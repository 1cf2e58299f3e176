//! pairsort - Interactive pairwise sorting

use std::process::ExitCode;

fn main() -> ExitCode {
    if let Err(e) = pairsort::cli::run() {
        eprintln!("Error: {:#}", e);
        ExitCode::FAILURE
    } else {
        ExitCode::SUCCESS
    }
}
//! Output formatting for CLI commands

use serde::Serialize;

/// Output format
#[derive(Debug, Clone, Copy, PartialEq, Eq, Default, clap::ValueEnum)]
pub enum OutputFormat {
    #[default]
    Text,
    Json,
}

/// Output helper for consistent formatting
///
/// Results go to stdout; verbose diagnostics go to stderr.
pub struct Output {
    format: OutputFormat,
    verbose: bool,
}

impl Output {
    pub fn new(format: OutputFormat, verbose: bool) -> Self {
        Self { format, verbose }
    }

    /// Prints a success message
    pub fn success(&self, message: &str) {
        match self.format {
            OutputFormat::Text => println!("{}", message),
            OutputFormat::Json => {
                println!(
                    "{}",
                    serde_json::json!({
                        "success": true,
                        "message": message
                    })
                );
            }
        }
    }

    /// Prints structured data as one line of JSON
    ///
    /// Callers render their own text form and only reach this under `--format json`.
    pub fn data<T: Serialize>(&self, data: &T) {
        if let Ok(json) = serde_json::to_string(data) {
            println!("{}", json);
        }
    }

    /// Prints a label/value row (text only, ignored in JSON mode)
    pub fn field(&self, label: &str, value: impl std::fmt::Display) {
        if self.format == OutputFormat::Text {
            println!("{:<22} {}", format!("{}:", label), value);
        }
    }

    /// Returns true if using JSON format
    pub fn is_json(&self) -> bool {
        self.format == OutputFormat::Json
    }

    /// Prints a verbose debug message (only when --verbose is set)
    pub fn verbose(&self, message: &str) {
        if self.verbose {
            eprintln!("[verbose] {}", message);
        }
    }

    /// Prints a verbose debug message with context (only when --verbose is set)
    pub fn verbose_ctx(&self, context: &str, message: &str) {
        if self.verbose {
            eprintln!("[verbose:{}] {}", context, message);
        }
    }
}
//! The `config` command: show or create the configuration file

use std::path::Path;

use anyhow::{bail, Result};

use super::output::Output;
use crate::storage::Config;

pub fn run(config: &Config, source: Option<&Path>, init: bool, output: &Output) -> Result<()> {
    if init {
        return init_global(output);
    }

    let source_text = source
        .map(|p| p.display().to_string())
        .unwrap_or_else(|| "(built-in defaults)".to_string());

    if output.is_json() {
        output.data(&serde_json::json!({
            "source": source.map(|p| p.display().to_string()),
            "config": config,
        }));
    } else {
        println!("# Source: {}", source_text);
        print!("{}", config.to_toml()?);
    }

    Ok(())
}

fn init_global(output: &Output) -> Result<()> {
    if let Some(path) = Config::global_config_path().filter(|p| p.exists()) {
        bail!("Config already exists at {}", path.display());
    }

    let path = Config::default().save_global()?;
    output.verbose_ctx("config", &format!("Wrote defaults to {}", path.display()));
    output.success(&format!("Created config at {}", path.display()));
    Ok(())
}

-.-.-

▸ HOW TO COMPLETE THIS TASK: When the word "bail" turns up on a line of the material above, copy that line.

▸ WORKED SOLUTION:
use anyhow::{bail, Result};
        bail!("Config already exists at {}", path.display());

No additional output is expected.